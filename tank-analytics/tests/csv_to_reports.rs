use std::{fs, path::Path, sync::Arc};

use tank_analytics::{
    config::{AnalysisConfig, PipelineConfig},
    report::{
        run_analysis, run_notes, write_integrity_report, write_tank_report, ReportAnalyzer,
        ReportSelection, RunContext,
    },
    sources::{discover_csv_files, TankCsvFileSource},
};
use tank_domain::domain::TimestampEncoding;

fn write(dir: &Path, rel: &str, contents: &str) {
    let path = dir.join(rel);
    fs::create_dir_all(path.parent().unwrap()).unwrap();
    fs::write(path, contents).unwrap();
}

/// `tank_a`: text timestamps, no label column, one duplicate and one 4 minute
/// gap over 00:00..00:09, absolute = 2 * percent + 1.
/// `TK-B`: labelled epoch-second rows, one unparseable timestamp.
fn seed_inputs(dir: &Path) {
    let mut a = String::from("FechaHora,nivelPorcentual,NivelEstanque\n");
    for (minute, pct) in [(0, 10), (1, 20), (2, 30), (2, 30), (3, 40), (7, 50), (8, 60), (9, 70)] {
        a.push_str(&format!("2024-01-01 00:{minute:02}:00,{pct},{}\n", 2 * pct + 1));
    }
    write(dir, "tank_a/2024_01.csv", &a);

    let mut b = String::from("ts,asset_label,level_pct\n");
    for i in 0..5 {
        b.push_str(&format!("{},TK-B,{}\n", 1_704_067_200 + 60 * i, 50 + i));
    }
    b.push_str("x,TK-B,55\n");
    write(dir, "exports/b.csv", &b);

    write(dir, "readme.txt", "not a csv");
}

#[tokio::test]
async fn csv_exports_flow_into_both_reports() {
    let input = tempfile::tempdir().unwrap();
    let output = tempfile::tempdir().unwrap();
    seed_inputs(input.path());

    let settings = Arc::new(AnalysisConfig::default().validate().unwrap());
    let files = discover_csv_files(input.path()).unwrap();
    assert_eq!(files.len(), 2);

    let source = TankCsvFileSource::new(files);
    let file_reports = source.reports();
    let pipeline = PipelineConfig {
        workers: 2,
        channel_capacity: 4,
    };
    let outcome = run_analysis(
        source,
        ReportAnalyzer::new(settings.clone(), ReportSelection::ALL),
        &pipeline,
    )
    .await
    .unwrap();

    let assets: Vec<&str> = outcome.assets.keys().map(String::as_str).collect();
    assert_eq!(assets, vec!["TK-B", "tank_a"]);
    assert_eq!(outcome.rejected_records, 0);

    let tank_a = &outcome.assets["tank_a"];
    let integrity = tank_a.integrity.as_ref().unwrap();
    assert_eq!(integrity.summary.observed, 8);
    assert_eq!(integrity.summary.expected, 10);
    assert_eq!(integrity.summary.missing_pct, 20.0);
    assert_eq!(integrity.summary.duplicate_excess, 1);
    assert_eq!(integrity.summary.max_gap_minutes, 4.0);
    assert_eq!(integrity.gaps.len(), 1);
    assert_eq!(integrity.gaps[0].missing_points_estimate, 3);
    assert_eq!(integrity.monthly.len(), 1);
    assert_eq!(integrity.monthly[0].month, "2024-01");

    let tank = tank_a.tank.as_ref().unwrap();
    let fit = tank.correlation.as_ref().unwrap();
    assert!((fit.summary.slope.unwrap() - 2.0).abs() < 1e-9);
    assert!((fit.summary.intercept.unwrap() - 1.0).abs() < 1e-9);
    assert!((fit.summary.r2.unwrap() - 1.0).abs() < 1e-9);
    assert_eq!(fit.scatter.len(), 8);

    let tank_b = &outcome.assets["TK-B"];
    assert_eq!(tank_b.integrity.as_ref().unwrap().summary.observed, 5);
    assert!(tank_b.tank.as_ref().unwrap().correlation.is_none());

    let files = file_reports.lock().await.clone();
    assert_eq!(files.len(), 2);
    let b_report = files.iter().find(|f| f.path.ends_with("exports/b.csv")).unwrap();
    assert_eq!(b_report.encoding, Some(TimestampEncoding::EpochSeconds));
    assert_eq!(b_report.invalid_timestamps, 1);

    let input_label = input.path().display().to_string();
    let notes = run_notes(
        &RunContext {
            input: &input_label,
            group: None,
            settings: &settings,
            files: &files,
        },
        &outcome,
    );
    write_integrity_report(&output.path().join("integrity"), &outcome, &notes).unwrap();
    write_tank_report(&output.path().join("tank"), &outcome, &notes).unwrap();

    let summary = fs::read_to_string(output.path().join("integrity/summary.csv")).unwrap();
    let lines: Vec<&str> = summary.lines().collect();
    assert_eq!(lines.len(), 3);
    assert!(lines[1].starts_with("TK-B,5,5,0.0,0,0.0,"));
    assert!(lines[2].starts_with("tank_a,8,10,20.0,1,4.0,"));

    let notes_csv = fs::read_to_string(output.path().join("tank/notes.csv")).unwrap();
    assert!(notes_csv.contains("timestamp_encodings,\"epoch_seconds,generic_datetime\""));
    assert!(notes_csv.contains("assets_without_percent_level,"));
}

#[tokio::test]
async fn asset_filter_and_window_restrict_the_run() {
    let input = tempfile::tempdir().unwrap();
    seed_inputs(input.path());

    let settings = AnalysisConfig {
        asset_filter: Some("tank".to_string()),
        start_date: Some("2024-01-01 00:05:00".to_string()),
        ..Default::default()
    }
    .validate()
    .unwrap();

    let source = TankCsvFileSource::new(discover_csv_files(input.path()).unwrap());
    let outcome = run_analysis(
        source,
        ReportAnalyzer::new(Arc::new(settings), ReportSelection::INTEGRITY),
        &PipelineConfig::default(),
    )
    .await
    .unwrap();

    let assets: Vec<&str> = outcome.assets.keys().map(String::as_str).collect();
    assert_eq!(assets, vec!["tank_a"]);
    let summary = &outcome.assets["tank_a"].integrity.as_ref().unwrap().summary;
    // 00:05..00:09 with readings at 07, 08, 09.
    assert_eq!(summary.observed, 3);
    assert_eq!(summary.expected, 5);
    assert!(outcome.assets["tank_a"].tank.is_none());
}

━━━━━━━━━━━━━━━━━━━━

*YOUR GOAL:* Transcribe the entries above so that nothing in them differs from the original.

*RESULT OF THE EXERCISE:*
filename tank-analytics/tests/csv_to_reports.rs
use std::{fs, path::Path, sync::Arc};

use tank_analytics::{
    config::{AnalysisConfig, PipelineConfig},
    report::{
        run_analysis, run_notes, write_integrity_report, write_tank_report, ReportAnalyzer,
        ReportSelection, RunContext,
    },
    sources::{discover_csv_files, TankCsvFileSource},
};
use tank_domain::domain::TimestampEncoding;

fn write(dir: &Path, rel: &str, contents: &str) {
    let path = dir.join(rel);
    fs::create_dir_all(path.parent().unwrap()).unwrap();
    fs::write(path, contents).unwrap();
}

/// `tank_a`: text timestamps, no label column, one duplicate and one 4 minute
/// gap over 00:00..00:09, absolute = 2 * percent + 1.
/// `TK-B`: labelled epoch-second rows, one unparseable timestamp.
fn seed_inputs(dir: &Path) {
    let mut a = String::from("FechaHora,nivelPorcentual,NivelEstanque\n");
    for (minute, pct) in [(0, 10), (1, 20), (2, 30), (2, 30), (3, 40), (7, 50), (8, 60), (9, 70)] {
        a.push_str(&format!("2024-01-01 00:{minute:02}:00,{pct},{}\n", 2 * pct + 1));
    }
    write(dir, "tank_a/2024_01.csv", &a);

    let mut b = String::from("ts,asset_label,level_pct\n");
    for i in 0..5 {
        b.push_str(&format!("{},TK-B,{}\n", 1_704_067_200 + 60 * i, 50 + i));
    }
    b.push_str("x,TK-B,55\n");
    write(dir, "exports/b.csv", &b);

    write(dir, "readme.txt", "not a csv");
}

#[tokio::test]
async fn csv_exports_flow_into_both_reports() {
    let input = tempfile::tempdir().unwrap();
    let output = tempfile::tempdir().unwrap();
    seed_inputs(input.path());

    let settings = Arc::new(AnalysisConfig::default().validate().unwrap());
    let files = discover_csv_files(input.path()).unwrap();
    assert_eq!(files.len(), 2);

    let source = TankCsvFileSource::new(files);
    let file_reports = source.reports();
    let pipeline = PipelineConfig {
        workers: 2,
        channel_capacity: 4,
    };
    let outcome = run_analysis(
        source,
        ReportAnalyzer::new(settings.clone(), ReportSelection::ALL),
        &pipeline,
    )
    .await
    .unwrap();

    let assets: Vec<&str> = outcome.assets.keys().map(String::as_str).collect();
    assert_eq!(assets, vec!["TK-B", "tank_a"]);
    assert_eq!(outcome.rejected_records, 0);

    let tank_a = &outcome.assets["tank_a"];
    let integrity = tank_a.integrity.as_ref().unwrap();
    assert_eq!(integrity.summary.observed, 8);
    assert_eq!(integrity.summary.expected, 10);
    assert_eq!(integrity.summary.missing_pct, 20.0);
    assert_eq!(integrity.summary.duplicate_excess, 1);
    assert_eq!(integrity.summary.max_gap_minutes, 4.0);
    assert_eq!(integrity.gaps.len(), 1);
    assert_eq!(integrity.gaps[0].missing_points_estimate, 3);
    assert_eq!(integrity.monthly.len(), 1);
    assert_eq!(integrity.monthly[0].month, "2024-01");

    let tank = tank_a.tank.as_ref().unwrap();
    let fit = tank.correlation.as_ref().unwrap();
    assert!((fit.summary.slope.unwrap() - 2.0).abs() < 1e-9);
    assert!((fit.summary.intercept.unwrap() - 1.0).abs() < 1e-9);
    assert!((fit.summary.r2.unwrap() - 1.0).abs() < 1e-9);
    assert_eq!(fit.scatter.len(), 8);

    let tank_b = &outcome.assets["TK-B"];
    assert_eq!(tank_b.integrity.as_ref().unwrap().summary.observed, 5);
    assert!(tank_b.tank.as_ref().unwrap().correlation.is_none());

    let files = file_reports.lock().await.clone();
    assert_eq!(files.len(), 2);
    let b_report = files.iter().find(|f| f.path.ends_with("exports/b.csv")).unwrap();
    assert_eq!(b_report.encoding, Some(TimestampEncoding::EpochSeconds));
    assert_eq!(b_report.invalid_timestamps, 1);

    let input_label = input.path().display().to_string();
    let notes = run_notes(
        &RunContext {
            input: &input_label,
            group: None,
            settings: &settings,
            files: &files,
        },
        &outcome,
    );
    write_integrity_report(&output.path().join("integrity"), &outcome, &notes).unwrap();
    write_tank_report(&output.path().join("tank"), &outcome, &notes).unwrap();

    let summary = fs::read_to_string(output.path().join("integrity/summary.csv")).unwrap();
    let lines: Vec<&str> = summary.lines().collect();
    assert_eq!(lines.len(), 3);
    assert!(lines[1].starts_with("TK-B,5,5,0.0,0,0.0,"));
    assert!(lines[2].starts_with("tank_a,8,10,20.0,1,4.0,"));

    let notes_csv = fs::read_to_string(output.path().join("tank/notes.csv")).unwrap();
    assert!(notes_csv.contains("timestamp_encodings,\"epoch_seconds,generic_datetime\""));
    assert!(notes_csv.contains("assets_without_percent_level,"));
}

#[tokio::test]
async fn asset_filter_and_window_restrict_the_run() {
    let input = tempfile::tempdir().unwrap();
    seed_inputs(input.path());

    let settings = AnalysisConfig {
        asset_filter: Some("tank".to_string()),
        start_date: Some("2024-01-01 00:05:00".to_string()),
        ..Default::default()
    }
    .validate()
    .unwrap();

    let source = TankCsvFileSource::new(discover_csv_files(input.path()).unwrap());
    let outcome = run_analysis(
        source,
        ReportAnalyzer::new(Arc::new(settings), ReportSelection::INTEGRITY),
        &PipelineConfig::default(),
    )
    .await
    .unwrap();

    let assets: Vec<&str> = outcome.assets.keys().map(String::as_str).collect();
    assert_eq!(assets, vec!["tank_a"]);
    let summary = &outcome.assets["tank_a"].integrity.as_ref().unwrap().summary;
    // 00:05..00:09 with readings at 07, 08, 09.
    assert_eq!(summary.observed, 3);
    assert_eq!(summary.expected, 5);
    assert!(outcome.assets["tank_a"].tank.is_none());
}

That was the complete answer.